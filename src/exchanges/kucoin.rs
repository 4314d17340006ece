//! KuCoin futures adapter: CEX REST, bulk with per-symbol fallback.
//!
//! `/api/v1/contracts/active` returns funding rate, mark price and open
//! interest for every contract in one call. A handful of newly-listed
//! contracts occasionally omit `fundingFeeRate` from that payload; those
//! fall back to a per-symbol `/api/v1/funding-rate/{symbol}/current` call.

use crate::cancellation::CancellationToken;
use crate::error::Result;
use crate::exchanges::{AdapterReport, Exchange};
use crate::http::RateLimitedClient;
use crate::models::{ContractMeta, ContractSnapshot, ContractType, FundingPoint, MarketType, OpenInterestUnit};
use crate::normalize::normalize_base_asset;
use async_trait::async_trait;
use chrono::{DateTime, TimeZone, Utc};
use rust_decimal::Decimal;
use serde::Deserialize;
use std::str::FromStr;

const BASE_URL: &str = "https://api-futures.kucoin.com";

pub struct KucoinAdapter {
    http: RateLimitedClient,
}

impl KucoinAdapter {
    pub fn new(http: RateLimitedClient) -> Self {
        Self { http }
    }
}

#[derive(Debug, Deserialize)]
struct KucoinEnvelope<T> {
    code: String,
    data: T,
}

#[derive(Debug, Deserialize)]
struct ContractEntry {
    symbol: String,
    #[serde(rename = "quoteCurrency")]
    quote_currency: String,
    #[serde(rename = "baseCurrency")]
    base_currency: String,
    status: String,
    #[serde(rename = "fundingFeeRate")]
    funding_fee_rate: Option<f64>,
    #[serde(rename = "markPrice")]
    mark_price: Option<f64>,
    #[serde(rename = "indexPrice")]
    index_price: Option<f64>,
    #[serde(rename = "openInterest")]
    open_interest: Option<String>,
    #[serde(rename = "fundingRateGranularity")]
    funding_rate_granularity_ms: Option<i64>,
    #[serde(rename = "isInverse")]
    is_inverse: bool,
}

#[derive(Debug, Deserialize)]
struct CurrentFundingRate {
    symbol: String,
    value: f64,
    #[serde(rename = "granularity")]
    granularity_ms: i64,
}

#[derive(Debug, Deserialize)]
struct FundingHistoryEntry {
    symbol: String,
    #[serde(rename = "fundingRate")]
    funding_rate: f64,
    timepoint: i64,
}

#[async_trait]
impl Exchange for KucoinAdapter {
    fn name(&self) -> &'static str {
        "kucoin"
    }

    fn rate_limiter(&self) -> std::sync::Arc<crate::rate_limiter::RateLimiter> {
        self.http.limiter()
    }

    async fn fetch(&self, cancel: &CancellationToken) -> (Vec<ContractSnapshot>, AdapterReport) {
        let mut report = AdapterReport::default();
        let mut snapshots = Vec::new();

        let resp: Result<KucoinEnvelope<Vec<ContractEntry>>> =
            self.http.get_json(&format!("{BASE_URL}/api/v1/contracts/active"), &[], cancel).await;

        let contracts = match resp {
            Ok(env) if env.code == "200000" => {
                report.success("GET /api/v1/contracts/active");
                env.data
            }
            Ok(env) => {
                report.failure("GET /api/v1/contracts/active", false, format!("code {}", env.code));
                return (snapshots, report);
            }
            Err(e) => {
                report.failure("GET /api/v1/contracts/active", e.is_retryable(), e.to_string());
                return (snapshots, report);
            }
        };

        let now = Utc::now();
        for contract in contracts {
            if contract.status != "Open" {
                continue;
            }

            let rate = match contract.funding_fee_rate {
                Some(r) => r,
                None => match fetch_current_rate(&self.http, &contract.symbol, cancel, &mut report).await {
                    Some(r) => r,
                    None => continue,
                },
            };
            let Ok(rate) = Decimal::try_from(rate) else { continue };

            let Some(interval_hours) = contract
                .funding_rate_granularity_ms
                .map(|ms| ((ms / 3_600_000).max(1)) as i32)
                .filter(|h| crate::models::is_valid_funding_interval(*h))
            else {
                continue;
            };

            snapshots.push(ContractSnapshot {
                exchange: self.name().to_string(),
                symbol: contract.symbol.clone(),
                base_asset: normalize_base_asset(&contract.base_currency),
                quote_asset: contract.quote_currency,
                funding_rate: rate,
                funding_interval_hours: interval_hours,
                mark_price: contract.mark_price.and_then(|v| Decimal::try_from(v).ok()),
                index_price: contract.index_price.and_then(|v| Decimal::try_from(v).ok()),
                open_interest: contract.open_interest.and_then(|s| Decimal::from_str(&s).ok()),
                open_interest_unit: OpenInterestUnit::BaseAsset,
                contract_type: if contract.is_inverse { ContractType::Inverse } else { ContractType::Linear },
                market_type: MarketType::Perp,
                timestamp: now,
            });
        }

        (snapshots, report)
    }

    async fn fetch_historical(
        &self,
        symbol: &str,
        start: DateTime<Utc>,
        end: DateTime<Utc>,
        cancel: &CancellationToken,
    ) -> Result<Vec<FundingPoint>> {
        let resp: KucoinEnvelope<Vec<FundingHistoryEntry>> = self
            .http
            .get_json(
                &format!("{BASE_URL}/api/v1/contract/funding-rates"),
                &[
                    ("symbol", symbol.to_string()),
                    ("from", start.timestamp_millis().to_string()),
                    ("to", end.timestamp_millis().to_string()),
                ],
                cancel,
            )
            .await?;

        Ok(resp
            .data
            .into_iter()
            .filter_map(|e| {
                Some(FundingPoint {
                    exchange: "kucoin".to_string(),
                    symbol: e.symbol,
                    funding_time: Utc.timestamp_millis_opt(e.timepoint).single()?,
                    funding_rate: Decimal::try_from(e.funding_rate).ok()?,
                    mark_price: None,
                    funding_interval_hours: 8,
                })
            })
            .collect())
    }

    async fn list_contracts(&self, cancel: &CancellationToken) -> Result<Vec<ContractMeta>> {
        let resp: KucoinEnvelope<Vec<ContractEntry>> =
            self.http.get_json(&format!("{BASE_URL}/api/v1/contracts/active"), &[], cancel).await?;

        Ok(resp
            .data
            .into_iter()
            .filter(|c| c.status == "Open")
            .filter_map(|c| {
                let interval_hours = c
                    .funding_rate_granularity_ms
                    .map(|ms| ((ms / 3_600_000).max(1)) as i32)
                    .filter(|h| crate::models::is_valid_funding_interval(*h))?;
                Some(ContractMeta {
                    base_asset: normalize_base_asset(&c.base_currency),
                    quote_asset: c.quote_currency,
                    symbol: c.symbol,
                    funding_interval_hours: interval_hours,
                })
            })
            .collect())
    }
}

async fn fetch_current_rate(
    http: &RateLimitedClient,
    symbol: &str,
    cancel: &CancellationToken,
    report: &mut AdapterReport,
) -> Option<f64> {
    let resp: Result<KucoinEnvelope<CurrentFundingRate>> = http
        .get_json(&format!("{BASE_URL}/api/v1/funding-rate/{symbol}/current"), &[], cancel)
        .await;
    match resp {
        Ok(env) => {
            report.success(format!("GET /api/v1/funding-rate/{symbol}/current"));
            Some(env.data.value)
        }
        Err(e) => {
            report.failure(format!("GET /api/v1/funding-rate/{symbol}/current"), e.is_retryable(), e.to_string());
            None
        }
    }
}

Task brief
Scan the material above and copy every line that holds the string "status".

Output below
    status: String,
            if contract.status != "Open" {
            .filter(|c| c.status == "Open")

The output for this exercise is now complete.